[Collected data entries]
**********

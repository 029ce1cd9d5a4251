//! # Registry Client
//!
//! HTTP implementation of [`ProposalSource`] against the discovery registry.
//!
//! `GET {base_url}/proposals[?node_key=<provider>]` answers with
//! `{"proposals": [...]}`.

use crate::domain::entities::ServiceProposal;
use crate::domain::value_objects::ProviderId;
use crate::infrastructure::discovery::traits::ProposalSource;
use crate::infrastructure::error::SourceResult;
use crate::infrastructure::http_client::HttpClient;
use async_trait::async_trait;
use serde::Deserialize;
use tracing::debug;

const PROPOSALS_PATH: &str = "proposals";
const PROVIDER_PARAM: &str = "node_key";

#[derive(Debug, Deserialize)]
struct ProposalsResponse {
    #[serde(default)]
    proposals: Vec<ServiceProposal>,
}

/// Registry client over HTTP.
#[derive(Debug, Clone)]
pub struct RegistryClient {
    http: HttpClient,
}

impl RegistryClient {
    /// Creates a registry client.
    #[must_use]
    pub fn new(http: HttpClient) -> Self {
        Self { http }
    }

    /// Creates a registry client for the given base URL.
    ///
    /// # Errors
    ///
    /// Returns `SourceError::Internal` if the HTTP client cannot be built.
    pub fn from_url(base_url: &str, timeout_ms: u64) -> SourceResult<Self> {
        Ok(Self::new(HttpClient::new(base_url, timeout_ms)?))
    }
}

#[async_trait]
impl ProposalSource for RegistryClient {
    async fn find(&self, provider: Option<&ProviderId>) -> SourceResult<Vec<ServiceProposal>> {
        let response: ProposalsResponse = match provider {
            Some(provider) => {
                self.http
                    .get_with_params(PROPOSALS_PATH, &[(PROVIDER_PARAM, provider.as_str())])
                    .await?
            }
            None => self.http.get(PROPOSALS_PATH).await?,
        };

        debug!(
            count = response.proposals.len(),
            provider = provider.map(ProviderId::as_str),
            "fetched proposals from registry"
        );
        Ok(response.proposals)
    }
}

#[cfg(test)]
#[allow(clippy::unwrap_used)]
mod tests {
    use super::*;
    use crate::infrastructure::error::SourceError;
    use serde_json::json;
    use wiremock::matchers::{method, path, query_param};
    use wiremock::{Mock, MockServer, ResponseTemplate};

    fn proposal_json(id: i64, provider: &str) -> serde_json::Value {
        json!({
            "id": id,
            "provider_id": provider,
            "service_type": "openvpn",
            "service_definition": {"location": {"asn": "AS1", "country": "NL", "city": "Amsterdam"}}
        })
    }

    #[tokio::test]
    async fn find_all() {
        let server = MockServer::start().await;
        Mock::given(method("GET"))
            .and(path("/v1/proposals"))
            .respond_with(ResponseTemplate::new(200).set_body_json(json!({
                "proposals": [proposal_json(1, "0xP1"), proposal_json(2, "0xP2")]
            })))
            .mount(&server)
            .await;

        let client = RegistryClient::from_url(&format!("{}/v1", server.uri()), 1000).unwrap();
        let proposals = client.find(None).await.unwrap();

        assert_eq!(proposals.len(), 2);
        assert_eq!(proposals[0].id(), 1);
        assert_eq!(proposals[1].provider_id().as_str(), "0xP2");
    }

    #[tokio::test]
    async fn find_by_provider_sends_node_key() {
        let server = MockServer::start().await;
        Mock::given(method("GET"))
            .and(path("/proposals"))
            .and(query_param("node_key", "0xP1"))
            .respond_with(
                ResponseTemplate::new(200)
                    .set_body_json(json!({"proposals": [proposal_json(5, "0xP1")]})),
            )
            .expect(1)
            .mount(&server)
            .await;

        let client = RegistryClient::from_url(&server.uri(), 1000).unwrap();
        let provider = ProviderId::new("0xP1");
        let proposals = client.find(Some(&provider)).await.unwrap();

        assert_eq!(proposals.len(), 1);
        assert_eq!(proposals[0].id(), 5);
    }

    #[tokio::test]
    async fn missing_proposals_is_empty() {
        let server = MockServer::start().await;
        Mock::given(method("GET"))
            .respond_with(ResponseTemplate::new(200).set_body_json(json!({})))
            .mount(&server)
            .await;

        let client = RegistryClient::from_url(&server.uri(), 1000).unwrap();
        assert!(client.find(None).await.unwrap().is_empty());
    }

    #[tokio::test]
    async fn registry_failure_is_error() {
        let server = MockServer::start().await;
        Mock::given(method("GET"))
            .respond_with(ResponseTemplate::new(500).set_body_string("db down"))
            .mount(&server)
            .await;

        let client = RegistryClient::from_url(&server.uri(), 1000).unwrap();
        let err = client.find(None).await.unwrap_err();
        assert!(matches!(err, SourceError::Status { status: 500, .. }));
    }
}
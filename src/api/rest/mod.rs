//! # REST API
//!
//! HTTP endpoints using axum.
//!
//! # Endpoints
//!
//! - `GET /proposals` - List proposals
//!   - `providerId` - restrict to one provider
//!   - `fetchConnectCounts=true` - attach quality metrics
//! - `GET /healthcheck` - Liveness and version
//!
//! # Usage
//!
//! ```ignore
//! use proposal_discovery::api::rest::{AppState, create_router};
//! use std::sync::Arc;
//!
//! let state = Arc::new(AppState::from_config(&config)?);
//! let router = create_router(state);
//!
//! let listener = tokio::net::TcpListener::bind("127.0.0.1:4050").await?;
//! axum::serve(listener, router).await?;
//! ```

pub mod handlers;
pub mod routes;

pub use handlers::{
    ApiError, AppState, ErrorResponse, HealthResponse, ProposalsParams, ProposalsResponse,
};
pub use routes::create_router;
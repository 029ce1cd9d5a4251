//! # Service Proposal Entity
//!
//! An offer published by a provider in the discovery registry.
//!
//! Proposals are owned by the registry; this service only reads them.
//! The serde shape matches the registry's wire format (snake_case keys).
//! Unknown fields are ignored and missing location fields decode as empty.
//!
//! # Examples
//!
//! ```
//! use proposal_discovery::domain::entities::{ServiceLocation, ServiceProposal};
//!
//! let proposal = ServiceProposal::new(5, "0xP1", "openvpn")
//!     .with_location(ServiceLocation::new("AS1", "NL", "Amsterdam"));
//!
//! assert_eq!(proposal.id(), 5);
//! assert_eq!(proposal.location().city(), "Amsterdam");
//! ```

use crate::domain::value_objects::{Keyed, ProviderId, ServiceType};
use serde::{Deserialize, Serialize};
use std::fmt;

/// Origin location of a service.
#[derive(Debug, Clone, PartialEq, Eq, Default, Serialize, Deserialize)]
pub struct ServiceLocation {
    /// Autonomous system number, e.g. `AS00001`.
    #[serde(default)]
    asn: String,
    /// Country code.
    #[serde(default)]
    country: String,
    /// City name.
    #[serde(default)]
    city: String,
}

impl ServiceLocation {
    /// Creates a location.
    #[must_use]
    pub fn new(asn: impl Into<String>, country: impl Into<String>, city: impl Into<String>) -> Self {
        Self {
            asn: asn.into(),
            country: country.into(),
            city: city.into(),
        }
    }

    /// Returns the autonomous system number.
    #[inline]
    #[must_use]
    pub fn asn(&self) -> &str {
        &self.asn
    }

    /// Returns the country.
    #[inline]
    #[must_use]
    pub fn country(&self) -> &str {
        &self.country
    }

    /// Returns the city.
    #[inline]
    #[must_use]
    pub fn city(&self) -> &str {
        &self.city
    }
}

/// Qualitative definition of a service.
#[derive(Debug, Clone, PartialEq, Eq, Default, Serialize, Deserialize)]
pub struct ServiceDefinition {
    /// Where the service originates.
    #[serde(default)]
    location: ServiceLocation,
}

impl ServiceDefinition {
    /// Creates a definition with the given origin.
    #[must_use]
    pub fn new(location: ServiceLocation) -> Self {
        Self { location }
    }

    /// Returns the origin location.
    #[inline]
    #[must_use]
    pub fn location(&self) -> &ServiceLocation {
        &self.location
    }
}

/// A service proposal as returned by the registry.
#[derive(Debug, Clone, PartialEq, Eq, Serialize, Deserialize)]
pub struct ServiceProposal {
    /// Per-provider unique sequence number.
    id: i64,
    /// Provider offering the service.
    provider_id: ProviderId,
    /// Kind of service offered.
    service_type: ServiceType,
    /// Service definition.
    #[serde(default)]
    service_definition: ServiceDefinition,
}

impl ServiceProposal {
    /// Creates a proposal with an empty service definition.
    #[must_use]
    pub fn new(
        id: i64,
        provider_id: impl Into<ProviderId>,
        service_type: impl Into<ServiceType>,
    ) -> Self {
        Self {
            id,
            provider_id: provider_id.into(),
            service_type: service_type.into(),
            service_definition: ServiceDefinition::default(),
        }
    }

    /// Sets the origin location.
    #[must_use]
    pub fn with_location(mut self, location: ServiceLocation) -> Self {
        self.service_definition = ServiceDefinition::new(location);
        self
    }

    /// Returns the sequence number.
    #[inline]
    #[must_use]
    pub fn id(&self) -> i64 {
        self.id
    }

    /// Returns the provider identity.
    #[inline]
    #[must_use]
    pub fn provider_id(&self) -> &ProviderId {
        &self.provider_id
    }

    /// Returns the service type.
    #[inline]
    #[must_use]
    pub fn service_type(&self) -> &ServiceType {
        &self.service_type
    }

    /// Returns the service definition.
    #[inline]
    #[must_use]
    pub fn service_definition(&self) -> &ServiceDefinition {
        &self.service_definition
    }

    /// Returns the origin location.
    #[inline]
    #[must_use]
    pub fn location(&self) -> &ServiceLocation {
        self.service_definition.location()
    }
}

impl Keyed for ServiceProposal {
    fn provider_id(&self) -> &ProviderId {
        &self.provider_id
    }

    fn service_type(&self) -> &ServiceType {
        &self.service_type
    }
}

impl fmt::Display for ServiceProposal {
    fn fmt(&self, f: &mut fmt::Formatter<'_>) -> fmt::Result {
        write!(
            f,
            "ServiceProposal(#{} {} {})",
            self.id, self.provider_id, self.service_type
        )
    }
}
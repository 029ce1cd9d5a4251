//! # Application Layer
//!
//! Listing pipeline, its output DTOs and the errors it can surface.

pub mod dto;
pub mod error;
pub mod services;

pub use dto::{EnrichedProposal, Metrics, ProposalView};
pub use error::{ApplicationError, ApplicationResult};
pub use services::ProposalListingService;
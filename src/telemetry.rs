//! # Telemetry
//!
//! Global `tracing` subscriber setup.
//!
//! `RUST_LOG` overrides the configured level when set.

use crate::config::{LogFormat, LoggingConfig};
use thiserror::Error;
use tracing_subscriber::filter::ParseError;
use tracing_subscriber::util::TryInitError;
use tracing_subscriber::{EnvFilter, layer::SubscriberExt, util::SubscriberInitExt};

/// Error type for subscriber installation.
#[derive(Debug, Error)]
pub enum TelemetryError {
    /// The configured filter directive is invalid.
    #[error("invalid log filter: {0}")]
    Filter(#[from] ParseError),

    /// A global subscriber is already installed.
    #[error("failed to install subscriber: {0}")]
    Init(#[from] TryInitError),
}

/// Builds the filter from `RUST_LOG`, falling back to `level`.
///
/// # Errors
///
/// Returns `TelemetryError::Filter` if `level` is not a valid directive.
pub fn env_filter(level: &str) -> Result<EnvFilter, TelemetryError> {
    match EnvFilter::try_from_default_env() {
        Ok(filter) => Ok(filter),
        Err(_) => Ok(EnvFilter::try_new(level)?),
    }
}

/// Installs the global subscriber.
///
/// # Errors
///
/// Returns an error if the filter is invalid or a subscriber is already set.
pub fn init(config: &LoggingConfig) -> Result<(), TelemetryError> {
    let registry = tracing_subscriber::registry().with(env_filter(&config.level)?);

    match config.format {
        LogFormat::Json => registry
            .with(
                tracing_subscriber::fmt::layer()
                    .json()
                    .with_current_span(true)
                    .with_target(true),
            )
            .try_init()?,
        LogFormat::Pretty => registry
            .with(
                tracing_subscriber::fmt::layer()
                    .with_target(false)
                    .compact(),
            )
            .try_init()?,
    }

    Ok(())
}
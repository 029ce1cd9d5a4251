//! # Identifier Types
//!
//! String-based identifiers for providers and service types.
//!
//! Both identifiers are opaque to this service: they are compared
//! byte-for-byte and never normalized.
//!
//! # Examples
//!
//! ```
//! use proposal_discovery::domain::value_objects::{ProviderId, ServiceType};
//!
//! let provider = ProviderId::new("0x0000000000000000000000000000000000000001");
//! let service = ServiceType::new("openvpn");
//!
//! assert_eq!(service.as_str(), "openvpn");
//! assert!(!provider.is_empty());
//! ```

use serde::{Deserialize, Serialize};
use std::fmt;

/// Identity of the peer publishing a proposal.
#[derive(Debug, Clone, PartialEq, Eq, PartialOrd, Ord, Hash, Default, Serialize, Deserialize)]
#[serde(transparent)]
pub struct ProviderId(String);

impl ProviderId {
    /// Creates a new provider identifier.
    #[must_use]
    pub fn new(id: impl Into<String>) -> Self {
        Self(id.into())
    }

    /// Returns the identifier as a string slice.
    #[inline]
    #[must_use]
    pub fn as_str(&self) -> &str {
        &self.0
    }

    /// Returns true if the identifier is empty.
    #[inline]
    #[must_use]
    pub fn is_empty(&self) -> bool {
        self.0.is_empty()
    }
}

impl fmt::Display for ProviderId {
    fn fmt(&self, f: &mut fmt::Formatter<'_>) -> fmt::Result {
        f.write_str(&self.0)
    }
}

impl From<&str> for ProviderId {
    fn from(id: &str) -> Self {
        Self::new(id)
    }
}

impl From<String> for ProviderId {
    fn from(id: String) -> Self {
        Self(id)
    }
}

/// Tag naming the kind of service a provider offers (e.g. `openvpn`).
#[derive(Debug, Clone, PartialEq, Eq, PartialOrd, Ord, Hash, Default, Serialize, Deserialize)]
#[serde(transparent)]
pub struct ServiceType(String);

impl ServiceType {
    /// Creates a new service type tag.
    #[must_use]
    pub fn new(tag: impl Into<String>) -> Self {
        Self(tag.into())
    }

    /// Returns the tag as a string slice.
    #[inline]
    #[must_use]
    pub fn as_str(&self) -> &str {
        &self.0
    }
}

impl fmt::Display for ServiceType {
    fn fmt(&self, f: &mut fmt::Formatter<'_>) -> fmt::Result {
        f.write_str(&self.0)
    }
}

impl From<&str> for ServiceType {
    fn from(tag: &str) -> Self {
        Self::new(tag)
    }
}

impl From<String> for ServiceType {
    fn from(tag: String) -> Self {
        Self(tag)
    }
}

**********

Problem statement. Locate the word "SourceError" in the entries, and copy every line where it is found.

Exercise result.
    /// Returns `SourceError::Internal` if the HTTP client cannot be built.
    use crate::infrastructure::error::SourceError;
        assert!(matches!(err, SourceError::Status { status: 500, .. }));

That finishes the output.